The Diary Of A CEO
Top CIA Security Advisor: Jeffrey Epstein Epstein Was A Made Up Person & They Can See Your Messages!
with Gavin de Becker
2 Mar 2026
27 min read
1h 56m
TL;DR
Gavin de Becker, a top security advisor, reveals that there is no reliable protection for phone privacy—even for presidents—and argues that Jeffrey Epstein was a constructed intelligence asset, likely operated by Israel, used to blackmail powerful figures. He claims senior US government officials know the full story but won't disclose it due to national security concerns and the involvement of allied nations.

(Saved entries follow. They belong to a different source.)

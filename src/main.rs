use std::path::PathBuf;

use anyhow::{Context, Result};
use clap::Parser;
use tracing::info;
use tracing_subscriber::EnvFilter;

use oxide_icon::config::{self, Config};
use oxide_icon::output::{default_output_path, open_in_viewer, save_png};
use oxide_icon::{CandidateCache, ExtractOptions, IconSource, extract_icon};

#[derive(Parser)]
#[command(version, about = "Extract the highest-resolution icon of a file as PNG.", long_about = None)]
struct Args {
    /// File (or package folder) whose icon to extract.
    input: PathBuf,

    /// Where to write the PNG. Defaults to `<output_dir>/<input stem>.png`.
    #[arg(short, long)]
    output: Option<PathBuf>,

    /// Resize the icon to SIZE×SIZE pixels.
    #[arg(short, long)]
    size: Option<u32>,

    /// Only accept package logos at least as large as the 256px target.
    /// Adds to the config file setting; it cannot switch it off.
    #[arg(long)]
    require_larger: bool,

    /// Allow a splash screen when no suitable package logo exists.
    /// Adds to the config file setting; it cannot switch it off.
    #[arg(long)]
    splash_fallback: bool,

    /// Config file (JSON).
    #[arg(long)]
    config: Option<PathBuf>,

    /// External resize tool to use instead of `magick` on PATH.
    #[arg(long)]
    resize_tool: Option<PathBuf>,

    /// Open the written PNG in the default viewer.
    #[arg(long)]
    open: bool,

    /// Log per-candidate decisions.
    #[arg(short, long)]
    verbose: bool,
}

fn init_logging(verbose: bool) {
    let default = if verbose {
        "oxide_icon=debug"
    } else {
        "oxide_icon=info"
    };
    let filter = EnvFilter::try_from_default_env().unwrap_or_else(|_| EnvFilter::new(default));
    tracing_subscriber::fmt().with_env_filter(filter).init();
}

fn load_config(args: &Args) -> Result<Config> {
    match args.config.clone().or_else(config::find_config) {
        Some(path) => {
            info!("Loading config from {:?}", path);
            config::load_config(&path)
                .with_context(|| format!("Failed to load config from {:?}", path))
        }
        None => Ok(Config::default()),
    }
}

fn main() -> Result<()> {
    let args = Args::parse();
    init_logging(args.verbose);

    let config = load_config(&args)?;

    let mut options = ExtractOptions::from(&config);
    if args.size.is_some() {
        options.size = args.size;
    }
    options.require_larger |= args.require_larger;
    options.allow_splash_fallback |= args.splash_fallback;
    if args.resize_tool.is_some() {
        options.resize_tool = args.resize_tool.clone();
    }

    let cache = CandidateCache::new();
    let icon = extract_icon(&args.input, &options, &cache)
        .with_context(|| format!("Failed to extract an icon for {:?}", args.input))?;

    match &icon.source {
        IconSource::Package { path, native_size } => {
            info!("Source: package logo {:?} ({}px)", path, native_size)
        }
        IconSource::Shell { native_size } => info!("Source: shell icon ({}px)", native_size),
    }

    let output = args
        .output
        .clone()
        .unwrap_or_else(|| default_output_path(&args.input, &config.output_dir));
    save_png(&icon.image, &output)
        .with_context(|| format!("Failed to write {:?}", output))?;

    println!("{}", output.display());

    if args.open || config.open_after {
        open_in_viewer(&output);
    }

    Ok(())
}

#[cfg(test)]
mod tests {
    use super::*;
    use clap::CommandFactory;

    #[test]
    fn boolean_flags_only_switch_settings_on() {
        Args::command().debug_assert();

        let args = Args::try_parse_from(["oxide-icon", "Game.exe", "--splash-fallback"]).unwrap();
        assert!(args.splash_fallback);
        assert!(!args.require_larger);

        let help = Args::command().render_long_help().to_string();
        assert_eq!(help.matches("cannot switch it off").count(), 2);
    }
}
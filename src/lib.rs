//! oxide-icon: pull the best available icon for a file and save it as PNG.
//!
//! Store and Xbox packaged games are handled by scanning their content
//! directory for logo assets ([`xbox`]); everything else goes through the
//! Windows shell image lists ([`shell`]) with the padded canvas trimmed to
//! the icon's native size ([`detect`]).

pub mod config;
pub mod detect;
pub mod error;
pub mod extract;
pub mod output;
pub mod package;
pub mod png_header;
pub mod resize;
pub mod shell;
pub mod xbox;

pub use detect::detect_native_size;
pub use error::{IconError, Result};
pub use extract::{ExtractOptions, ExtractedIcon, IconSource, extract_icon};
pub use xbox::{CandidateCache, IconCandidate, SelectionRequest, select_best_icon};
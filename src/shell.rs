//! Shell icon retrieval.
//!
//! Uses `SHGetImageList(SHIL_JUMBO)` to get the 256×256 canvas on modern
//! Windows, falling back to `SHIL_EXTRALARGE` (48×48) and then to the
//! windows-icons crate. The canvas usually needs trimming afterwards, see
//! [`crate::detect`].

use std::path::Path;

use image::RgbaImage;

use crate::error::{IconError, Result};

#[cfg(windows)]
pub fn extract_shell_bitmap(path: &Path) -> Result<RgbaImage> {
    use tracing::{debug, info};
    use windows::Win32::UI::Shell::{SHIL_EXTRALARGE, SHIL_JUMBO};

    if !path.exists() {
        return Err(IconError::NotFound(format!(
            "'{}' does not exist",
            path.display()
        )));
    }

    for (list, label) in [(SHIL_JUMBO, "JUMBO"), (SHIL_EXTRALARGE, "EXTRALARGE")] {
        match imp::extract_from_image_list(path, list as i32) {
            Ok(img) => {
                info!(
                    "Shell icon OK: {:?} ({}x{}) [{}]",
                    path,
                    img.width(),
                    img.height(),
                    label
                );
                return Ok(img);
            }
            Err(e) => debug!("Shell icon {} failed for {:?}: {}", label, path, e),
        }
    }

    let path_str = path
        .to_str()
        .ok_or_else(|| IconError::InvalidInput(format!("non-UTF-8 path {:?}", path)))?;
    let icon = windows_icons::get_icon_by_path(path_str)
        .map_err(|e| IconError::Shell(format!("{:?}: {}", path, e)))?;
    info!(
        "Shell icon OK: {:?} ({}x{}) [fallback]",
        path,
        icon.width(),
        icon.height()
    );
    Ok(icon)
}

#[cfg(not(windows))]
pub fn extract_shell_bitmap(path: &Path) -> Result<RgbaImage> {
    Err(IconError::Unsupported(format!(
        "shell icons are only available on Windows (requested {:?})",
        path
    )))
}

#[cfg(windows)]
mod imp {
    use std::ffi::OsStr;
    use std::os::windows::ffi::OsStrExt;
    use std::path::Path;

    use image::RgbaImage;
    use windows::Win32::Foundation::{HWND, SIZE};
    use windows::Win32::Graphics::Gdi::{
        BI_RGB, BITMAPINFO, BITMAPINFOHEADER, CreateCompatibleDC, CreateDIBSection,
        DIB_RGB_COLORS, DeleteDC, DeleteObject, GetDC, GetDIBits, ReleaseDC, SelectObject,
    };
    use windows::Win32::Storage::FileSystem::FILE_ATTRIBUTE_NORMAL;
    use windows::Win32::UI::Controls::IImageList;
    use windows::Win32::UI::Shell::{
        SHFILEINFOW, SHGFI_SYSICONINDEX, SHGetFileInfoW, SHGetImageList,
    };
    use windows::Win32::UI::WindowsAndMessaging::{
        DI_NORMAL, DestroyIcon, DrawIconEx, GetIconInfo, HICON, ICONINFO,
    };
    use windows::core::PCWSTR;

    use crate::error::{IconError, Result};

    fn to_wide(path: &Path) -> Vec<u16> {
        OsStr::new(path)
            .encode_wide()
            .chain(std::iter::once(0))
            .collect()
    }

    pub(super) fn extract_from_image_list(path: &Path, image_list_type: i32) -> Result<RgbaImage> {
        let wide_path = to_wide(path);
        let mut shfi = SHFILEINFOW::default();

        // Index of the file's icon in the system image list.
        let result = unsafe {
            SHGetFileInfoW(
                PCWSTR(wide_path.as_ptr()),
                FILE_ATTRIBUTE_NORMAL,
                Some(&mut shfi),
                std::mem::size_of::<SHFILEINFOW>() as u32,
                SHGFI_SYSICONINDEX,
            )
        };
        if result == 0 {
            return Err(IconError::Shell("SHGetFileInfoW returned no icon index".into()));
        }

        let image_list: IImageList = unsafe { SHGetImageList(image_list_type) }
            .map_err(|e| IconError::Shell(format!("SHGetImageList: {}", e)))?;

        let mut size = SIZE::default();
        unsafe { image_list.GetIconSize(&mut size.cx, &mut size.cy) }
            .map_err(|e| IconError::Shell(format!("GetIconSize: {}", e)))?;
        let (width, height) = (size.cx as u32, size.cy as u32);
        if width == 0 || height == 0 {
            return Err(IconError::Shell("image list reports a zero icon size".into()));
        }

        let hicon = unsafe { image_list.GetIcon(shfi.iIcon, 0) }
            .map_err(|e| IconError::Shell(format!("GetIcon: {}", e)))?;

        let img = hicon_to_rgba(hicon, width, height);

        unsafe {
            let _ = DestroyIcon(hicon);
        }

        img
    }

    /// Render `hicon` into a top-down 32-bit DIB and read it back as RGBA.
    fn hicon_to_rgba(hicon: HICON, width: u32, height: u32) -> Result<RgbaImage> {
        let mut icon_info = ICONINFO::default();
        if unsafe { GetIconInfo(hicon, &mut icon_info) }.is_err() {
            return Err(IconError::Shell("GetIconInfo failed".into()));
        }

        let mut bmi = BITMAPINFO {
            bmiHeader: BITMAPINFOHEADER {
                biSize: std::mem::size_of::<BITMAPINFOHEADER>() as u32,
                biWidth: width as i32,
                biHeight: -(height as i32), // Top-down DIB
                biPlanes: 1,
                biBitCount: 32,
                biCompression: BI_RGB.0,
                biSizeImage: 0,
                biXPelsPerMeter: 0,
                biYPelsPerMeter: 0,
                biClrUsed: 0,
                biClrImportant: 0,
            },
            bmiColors: [Default::default()],
        };
        let mut pixels = vec![0u8; (width * height) as usize * 4];

        let drawn = unsafe {
            let hdc_screen = GetDC(HWND::default());
            let hdc = CreateCompatibleDC(hdc_screen);

            let mut bits_ptr: *mut std::ffi::c_void = std::ptr::null_mut();
            let drawn = match CreateDIBSection(hdc, &bmi, DIB_RGB_COLORS, &mut bits_ptr, None, 0)
            {
                Ok(hbm) => {
                    let old_bm = SelectObject(hdc, hbm);
                    let drawn = DrawIconEx(
                        hdc,
                        0,
                        0,
                        hicon,
                        width as i32,
                        height as i32,
                        0,
                        None,
                        DI_NORMAL,
                    )
                    .is_ok();
                    if drawn {
                        GetDIBits(
                            hdc,
                            hbm,
                            0,
                            height,
                            Some(pixels.as_mut_ptr() as *mut _),
                            &mut bmi,
                            DIB_RGB_COLORS,
                        );
                    }
                    SelectObject(hdc, old_bm);
                    DeleteObject(hbm);
                    drawn
                }
                Err(_) => false,
            };

            DeleteDC(hdc);
            ReleaseDC(HWND::default(), hdc_screen);
            if !icon_info.hbmColor.is_invalid() {
                DeleteObject(icon_info.hbmColor);
            }
            if !icon_info.hbmMask.is_invalid() {
                DeleteObject(icon_info.hbmMask);
            }
            drawn
        };
        if !drawn {
            return Err(IconError::Shell("could not render icon into a DIB".into()));
        }

        // BGRA -> RGBA
        for px in pixels.chunks_exact_mut(4) {
            px.swap(0, 2);
        }

        let img = RgbaImage::from_raw(width, height, pixels)
            .ok_or_else(|| IconError::Shell("pixel buffer size mismatch".into()))?;

        // A fully transparent result means the list had no real icon.
        if img.pixels().any(|p| p.0[3] > 0) {
            Ok(img)
        } else {
            Err(IconError::Shell("icon is blank".into()))
        }
    }
}
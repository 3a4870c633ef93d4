use serde::Deserialize;
use std::fs;
use std::path::{Path, PathBuf};

use crate::error::{IconError, Result};

pub const CONFIG_FILE_NAME: &str = "oxide-icon.json";

#[derive(Debug, Deserialize, Clone, PartialEq)]
#[serde(default)]
pub struct Config {
    /// Where icons go when no output path is given.
    pub output_dir: PathBuf,
    /// Resize every icon to this size; `None` keeps the native size.
    pub default_size: Option<u32>,
    pub require_larger: bool,
    pub allow_splash_fallback: bool,
    /// Explicit resize tool; `magick` on PATH otherwise.
    pub resize_tool: Option<PathBuf>,
    pub open_after: bool,
}

impl Default for Config {
    fn default() -> Self {
        Self {
            output_dir: PathBuf::from("icons"),
            default_size: None,
            require_larger: false,
            allow_splash_fallback: false,
            resize_tool: None,
            open_after: false,
        }
    }
}

/// Load the config at `path`, falling back to defaults when it is absent.
pub fn load_config<P: AsRef<Path>>(path: P) -> Result<Config> {
    let path = path.as_ref();
    if !path.exists() {
        return Ok(Config::default());
    }
    let content = fs::read_to_string(path).map_err(|e| IconError::io(path, e))?;
    let config: Config = serde_json::from_str(&content)?;
    Ok(config)
}

/// First existing config file: next to the executable, then the current
/// directory.
pub fn find_config() -> Option<PathBuf> {
    let exe_dir = std::env::current_exe()
        .ok()
        .and_then(|p| p.parent().map(|d| d.to_path_buf()));

    let candidates = [
        exe_dir.map(|d| d.join(CONFIG_FILE_NAME)),
        Some(PathBuf::from(CONFIG_FILE_NAME)),
    ];
    candidates.into_iter().flatten().find(|candidate| candidate.exists())
}
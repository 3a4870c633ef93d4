//! Ranking of candidates against a requested icon size.

use std::cmp::Ordering;

use super::candidate::IconCandidate;

const SIZE_WEIGHT: f64 = 0.5;
const QUALITY_WEIGHT: f64 = 0.3;
const PRIORITY_WEIGHT: f64 = 0.2;
const PRIORITY_SCALE: f64 = 200.0;

/// How well `size` fits `target`. Downscaling is preferred over upscaling.
pub fn size_fit(size: u32, target: u32) -> f64 {
    let ratio = size as f64 / target as f64;
    if size == target {
        1.0
    } else if ratio > 1.0 {
        1.0 - 0.1 * ratio.log2()
    } else {
        ratio * ratio
    }
}

/// Combined match score of a candidate for a target size.
pub fn match_score(candidate: &IconCandidate, target: u32) -> f64 {
    let quality = if candidate.size >= target { 1.0 } else { 0.7 };
    let priority = candidate.priority as f64 / PRIORITY_SCALE;

    SIZE_WEIGHT * size_fit(candidate.size, target)
        + QUALITY_WEIGHT * quality
        + PRIORITY_WEIGHT * priority
}

#[derive(Debug, Clone, Copy)]
pub struct ScoredCandidate<'a> {
    pub candidate: &'a IconCandidate,
    pub score: f64,
}

/// Score and sort candidates best first.
///
/// Equal scores fall back to the larger size, then to path order.
pub fn rank<'a, I>(candidates: I, target: u32) -> Vec<ScoredCandidate<'a>>
where
    I: IntoIterator<Item = &'a IconCandidate>,
{
    let mut scored: Vec<ScoredCandidate<'a>> = candidates
        .into_iter()
        .map(|candidate| ScoredCandidate {
            candidate,
            score: match_score(candidate, target),
        })
        .collect();
    scored.sort_by(compare_scored);
    scored
}

fn compare_scored(a: &ScoredCandidate<'_>, b: &ScoredCandidate<'_>) -> Ordering {
    b.score
        .total_cmp(&a.score)
        .then_with(|| b.candidate.size.cmp(&a.candidate.size))
        .then_with(|| a.candidate.path.cmp(&b.candidate.path))
}

#[cfg(test)]
mod tests {
    use super::*;
    use crate::xbox::naming::IconLocation;
    use std::path::PathBuf;

    fn candidate(name: &str, size: u32, priority: i32) -> IconCandidate {
        IconCandidate {
            path: PathBuf::from(name),
            size,
            display_name: name.to_string(),
            priority,
            is_splash: false,
            location: IconLocation::Root,
        }
    }

    fn approx(a: f64, b: f64) -> bool {
        (a - b).abs() < 1e-9
    }

    #[test]
    fn size_fit_curve() {
        assert!(approx(size_fit(256, 256), 1.0));
        assert!(approx(size_fit(512, 256), 0.9));
        assert!(approx(size_fit(1024, 256), 0.8));
        assert!(approx(size_fit(128, 256), 0.25));
        assert!(approx(size_fit(64, 256), 0.0625));
    }

    #[test]
    fn combined_score_weights() {
        // 0.5 * 1.0 + 0.3 * 1.0 + 0.2 * (125 / 200)
        assert!(approx(match_score(&candidate("logo.png", 256, 125), 256), 0.925));
        // 0.5 * (44/256)^2 + 0.3 * 0.7 + 0.2 * (115 / 200)
        let expected = 0.5 * (44.0f64 / 256.0).powi(2) + 0.21 + 0.115;
        assert!(approx(
            match_score(&candidate("storelogo44x44.png", 44, 115), 256),
            expected
        ));
    }

    #[test]
    fn larger_beats_smaller_at_equal_distance() {
        let list = [candidate("a.png", 128, 120), candidate("b.png", 512, 120)];
        let ranked = rank(list.iter(), 256);
        assert_eq!(ranked[0].candidate.size, 512);
    }

    #[test]
    fn ties_break_on_size_then_path() {
        let list = [
            candidate("z.png", 64, 120),
            candidate("a.png", 64, 120),
        ];
        let ranked = rank(list.iter(), 64);
        assert_eq!(ranked[0].candidate.path, PathBuf::from("a.png"));
        assert_eq!(ranked[1].candidate.path, PathBuf::from("z.png"));
    }
}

Gavin de Becker is a renowned security expert who has designed protective systems for the Supreme Court and worked with some of the world's most powerful figures, from tech billionaires to government officials. His company specializes in anti-assassination strategies, threat assessment, and protective coverage for high-profile clients. In this conversation, he discusses phone security vulnerabilities, the Jeff Bezos hacking case, and presents his analysis of the Jeffrey Epstein files as an intelligence operation.
Takeaways
1
No phone is truly secure from state actors Exploit development is a constant arms race—even if one vulnerability is patched, thousands of researchers worldwide are already working on the next one. This means products claiming to offer "military-grade" phone protection are at best temporarily effective, making behavioral caution (not what you send, only that you send something) the only reliable defense.
2
Epstein was likely a constructed intelligence asset De Becker argues the public persona—billionaire, private island, unlimited wealth—was artificially created and funded (Les Wexner provided $500M). The hidden cameras and eventual audio recordings in his properties suggest a sophisticated blackmail operation designed to compromise powerful figures for intelligence purposes, not personal enrichment.
3
Blackmail through 'rescue' is more effective than threats Rather than demand money directly, operators position themselves as saviors: 'I have the video, but don't worry, I'll handle it.' This turns the blackmailer into a protector and creates lifetime leverage. De Becker notes this is especially powerful when the compromised activity involves underage individuals, as victims become essentially enslaved by fear.